Quiet Spirit, Skillful Hand: The Graphic Work of Clare Leighton

Organized by the Mint Museum of Art, Charlotte, North Carolina

Connecticut artist Clare Leighton (1898-1989) was a leading figure in the revival of the art of wood engraving in the early 20th century. She was also a prominent figure in the art of illustration, providing pictures for her own writing as well as classic and contemporary literature.

More about this exhibition

Born in London to an artistic family, Leighton studied wood engraving in Great Britain before moving to the U.S. during World War II. Settling first in Baltimore, she moved to Chapel Hill, North Carolina in 1943 and served as a visiting art lecturer at Duke University from 1943-1945. She came to New England in 1951 when she was commissioned to design a set of twelve engravings of “New England Industries” for use on Wedgewood plates. In 1952 she built a home in Woodbury, Connecticut and spent the remainder of her life there and on Cape Cod, Massachusetts. She is well-remembered in the Woodbury community as a cheerful, forthright woman, a truly gifted artist and a craftsman of unspeakable courage, drive and discipline.

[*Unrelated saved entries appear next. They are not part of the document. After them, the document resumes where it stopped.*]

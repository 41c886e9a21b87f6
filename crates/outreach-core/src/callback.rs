//! Callback Notifier - Signed status callbacks to tenant endpoints

use crate::metrics::Metrics;
use chrono::{DateTime, Utc};
use hmac::{Hmac, Mac};
use outreach_common::config::CallbackConfig;
use outreach_common::{Error, Result};
use outreach_storage::models::{ActiveMessage, SendSetting, Status};
use reqwest::{Client, Url};
use serde::{Deserialize, Serialize};
use sha2::Sha256;
use std::net::IpAddr;
use std::sync::Arc;
use std::time::Duration;
use tokio::task::JoinHandle;
use tracing::{debug, warn};

type HmacSha256 = Hmac<Sha256>;

/// Header carrying the body signature
pub const SIGNATURE_HEADER: &str = "X-Outreach-Signature";

/// Body of a status callback
#[derive(Debug, Clone, PartialEq, Serialize, Deserialize)]
pub struct StatusCallback {
    pub external_id: String,
    pub phone: String,
    pub conversation_id: Option<String>,
    pub campaign_id: Option<uuid::Uuid>,
    pub status_code: i32,
    pub status_name: String,
    pub message_error: Option<String>,
    pub changed_at: DateTime<Utc>,
}

impl StatusCallback {
    pub fn new(message: &ActiveMessage, status: &Status) -> Self {
        Self {
            external_id: message.external_id.clone(),
            phone: message.phone.clone(),
            conversation_id: message.conversation_id.clone(),
            campaign_id: message.campaign_id,
            status_code: status.code,
            status_name: status.name.clone(),
            message_error: message.message_error.clone(),
            changed_at: message.status_changed_at.unwrap_or_else(Utc::now),
        }
    }
}

/// Posts status changes to a send setting's callback URL.
///
/// Delivery is best effort: one attempt, short timeout, failures logged.
pub struct CallbackNotifier {
    http_client: Client,
    metrics: Arc<Metrics>,
    allow_private_targets: bool,
}

impl CallbackNotifier {
    pub fn new(config: &CallbackConfig, metrics: Arc<Metrics>) -> Result<Self> {
        let http_client = Client::builder()
            .timeout(Duration::from_millis(config.timeout_ms))
            .build()
            .map_err(|e| Error::Config(format!("Failed to create HTTP client: {}", e)))?;

        Ok(Self {
            http_client,
            metrics,
            allow_private_targets: config.allow_private_targets,
        })
    }

    /// Notify the setting's callback URL, if it has one
    pub async fn notify(&self, setting: &SendSetting, message: &ActiveMessage, status: &Status) {
        let Some(url) = setting.callback_url.as_deref().filter(|u| !u.is_empty()) else {
            return;
        };

        let payload = StatusCallback::new(message, status);
        if let Err(e) = self.post(url, &setting.api_token, &payload).await {
            self.metrics.callback_failures_total.inc();
            warn!(
                setting_id = %setting.id,
                external_id = %message.external_id,
                error = %e,
                "Status callback failed"
            );
        }
    }

    /// Notify from a background task so the caller never waits on the
    /// tenant endpoint. `None` when the setting has no callback URL.
    pub fn notify_detached(
        self: &Arc<Self>,
        setting: &SendSetting,
        message: &ActiveMessage,
        status: &Status,
    ) -> Option<JoinHandle<()>> {
        setting.callback_url.as_deref().filter(|u| !u.is_empty())?;

        let notifier = Arc::clone(self);
        let setting = setting.clone();
        let message = message.clone();
        let status = status.clone();
        Some(tokio::spawn(async move {
            notifier.notify(&setting, &message, &status).await;
        }))
    }

    async fn post(&self, url: &str, secret: &str, payload: &StatusCallback) -> Result<()> {
        if !self.allow_private_targets {
            validate_callback_url(url)?;
        }

        let body = serde_json::to_string(payload)
            .map_err(|e| Error::Internal(format!("Failed to encode callback: {}", e)))?;

        let signature = sign(secret, &body)?;

        let response = self
            .http_client
            .post(url)
            .header("Content-Type", "application/json")
            .header(SIGNATURE_HEADER, format!("sha256={}", signature))
            .body(body)
            .send()
            .await
            .map_err(|e| Error::Delivery(e.to_string()))?;

        if !response.status().is_success() {
            return Err(Error::Delivery(format!(
                "Callback returned status {}",
                response.status()
            )));
        }

        debug!(url, external_id = %payload.external_id, "Status callback delivered");
        Ok(())
    }
}

/// Hex HMAC-SHA256 of `body` keyed by `secret`
pub fn sign(secret: &str, body: &str) -> Result<String> {
    let mut mac = HmacSha256::new_from_slice(secret.as_bytes())
        .map_err(|e| Error::Internal(format!("Invalid HMAC key: {}", e)))?;
    mac.update(body.as_bytes());
    Ok(hex::encode(mac.finalize().into_bytes()))
}

/// Reject callback URLs that point at internal networks
fn validate_callback_url(url_str: &str) -> Result<()> {
    let url = Url::parse(url_str)
        .map_err(|e| Error::Validation(format!("Invalid callback URL: {}", e)))?;

    match url.scheme() {
        "http" | "https" => {}
        scheme => {
            return Err(Error::Validation(format!(
                "Callback URL scheme '{}' is not allowed",
                scheme
            )));
        }
    }

    let host = url
        .host_str()
        .ok_or_else(|| Error::Validation("Callback URL has no host".to_string()))?;

    let lower_host = host.to_lowercase();
    if lower_host == "localhost"
        || lower_host.ends_with(".local")
        || lower_host.ends_with(".internal")
    {
        return Err(Error::Validation(format!(
            "Callback URL host '{}' is not allowed",
            host
        )));
    }

    let bare = host.trim_start_matches('[').trim_end_matches(']');
    if let Ok(ip) = bare.parse::<IpAddr>() {
        if is_private_ip(&ip) {
            return Err(Error::Validation(format!(
                "Callback URL IP '{}' is in a private range",
                ip
            )));
        }
    }

    Ok(())
}

fn is_private_ip(ip: &IpAddr) -> bool {
    match ip {
        IpAddr::V4(ipv4) => {
            ipv4.is_loopback()
                || ipv4.is_private()
                || ipv4.is_link_local()
                || ipv4.is_broadcast()
                || ipv4.is_unspecified()
                || ipv4.octets()[0] == 100 && (ipv4.octets()[1] & 0xC0) == 64
        }
        IpAddr::V6(ipv6) => {
            ipv6.is_loopback()
                || ipv6.is_unspecified()
                || (ipv6.segments()[0] & 0xfe00) == 0xfc00
                || (ipv6.segments()[0] & 0xffc0) == 0xfe80
        }
    }
}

During her career, she wrote 15 books and created more than 700 prints. The natural world and her surroundings were a continuous source of inspiration. Her timeless images reveal an abiding interest in and respect for the earth and those who tend it, advocating the virtue of hard labor and the rhythms of nature. On the surface, her subjects are simple working people — the ploughman, the washerwoman, the net mender, the cotton picker — but Leighton portrays them and their labor with dignity and reverence.

Throughout her career, Leighton faced the challenges of bias against not only her gender but also the validity of wood engraving illustration as a legitimate means of artistic expression. Even against such challenges, Leighton persevered and strove to make her art original statements of spirit and aesthetic expression. Quiet Spirit, Skillful Hand will focus on the legacy she created within her art, her writing and her commitment to the field of printmaking. The exhibition was organized by the Mint Museum of Art, Charlotte, North Carolina and is supplemented with works from the collection of the Mattatuck Museum Arts & History Center and with works drawn from private collections. An illustrated catalogue, published by the Mint Museum with three scholarly essays will accompany the exhibit. A gallery guide, written by Marc Chabot, will tell the story of her Woodbury years.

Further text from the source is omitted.